Stored data entries:
━━━━━━━━━━━━━━━━━━━━

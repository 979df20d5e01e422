//! Domain-specific error types following panic-free policy.

use crate::SessionId;
use thiserror::Error;

/// Errors that can occur in domain operations.
#[derive(Error, Debug, Clone, PartialEq, Eq)]
pub enum DomainError {
    /// Start requested while the session timer is already ticking
    #[error("Timer already running for session {session_id}")]
    AlreadyRunning { session_id: SessionId },

    /// Session identifiers must contain at least one character
    #[error("Session id must not be empty")]
    EmptySessionId,

    /// Invalid field value
    #[error("Invalid {field}: {value} (expected {expected})")]
    InvalidFieldValue {
        field: String,
        value: String,
        expected: String,
    },
}

impl DomainError {
    /// Creates an `InvalidFieldValue` error.
    pub fn invalid_field(
        field: impl Into<String>,
        value: impl Into<String>,
        expected: impl Into<String>,
    ) -> Self {
        Self::InvalidFieldValue {
            field: field.into(),
            value: value.into(),
            expected: expected.into(),
        }
    }
}

/// Result type for domain operations.
pub type DomainResult<T> = Result<T, DomainError>;

#[cfg(test)]
mod tests {
    use super::*;

    #[test]
    fn test_domain_error_display() {
        let err = DomainError::AlreadyRunning {
            session_id: SessionId::new("abc"),
        };
        assert_eq!(err.to_string(), "Timer already running for session abc");

        let err = DomainError::invalid_field("remainingTime", "\"ten\"", "a non-negative integer");
        assert_eq!(
            err.to_string(),
            "Invalid remainingTime: \"ten\" (expected a non-negative integer)"
        );
    }
}
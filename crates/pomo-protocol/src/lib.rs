//! pomo-protocol - Wire protocol for pomosync
//!
//! This crate provides the message types exchanged between timer
//! clients and the daemon, and the decoder that turns inbound JSON
//! text into typed commands.

pub mod message;
pub mod parse;

pub use message::{ClientCommand, ServerMessage};
pub use parse::{decode_command, ProtocolError};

━━━━━━━━━━━━━━━━━━━━

* **WHAT THE TASK ASKS**
Please set down each line of the records exactly as given.

* **WRITTEN RESPONSE**
repository 979df20d5e01e422
//! Domain-specific error types following panic-free policy.

use crate::SessionId;
use thiserror::Error;

/// Errors that can occur in domain operations.
#[derive(Error, Debug, Clone, PartialEq, Eq)]
pub enum DomainError {
    /// Start requested while the session timer is already ticking
    #[error("Timer already running for session {session_id}")]
    AlreadyRunning { session_id: SessionId },

    /// Session identifiers must contain at least one character
    #[error("Session id must not be empty")]
    EmptySessionId,

    /// Invalid field value
    #[error("Invalid {field}: {value} (expected {expected})")]
    InvalidFieldValue {
        field: String,
        value: String,
        expected: String,
    },
}

impl DomainError {
    /// Creates an `InvalidFieldValue` error.
    pub fn invalid_field(
        field: impl Into<String>,
        value: impl Into<String>,
        expected: impl Into<String>,
    ) -> Self {
        Self::InvalidFieldValue {
            field: field.into(),
            value: value.into(),
            expected: expected.into(),
        }
    }
}

/// Result type for domain operations.
pub type DomainResult<T> = Result<T, DomainError>;

#[cfg(test)]
mod tests {
    use super::*;

    #[test]
    fn test_domain_error_display() {
        let err = DomainError::AlreadyRunning {
            session_id: SessionId::new("abc"),
        };
        assert_eq!(err.to_string(), "Timer already running for session abc");

        let err = DomainError::invalid_field("remainingTime", "\"ten\"", "a non-negative integer");
        assert_eq!(
            err.to_string(),
            "Invalid remainingTime: \"ten\" (expected a non-negative integer)"
        );
    }
}
filename crates/pomo-protocol/src/lib.rs
//! pomo-protocol - Wire protocol for pomosync
//!
//! This crate provides the message types exchanged between timer
//! clients and the daemon, and the decoder that turns inbound JSON
//! text into typed commands.

pub mod message;
pub mod parse;

pub use message::{ClientCommand, ServerMessage};
pub use parse::{decode_command, ProtocolError};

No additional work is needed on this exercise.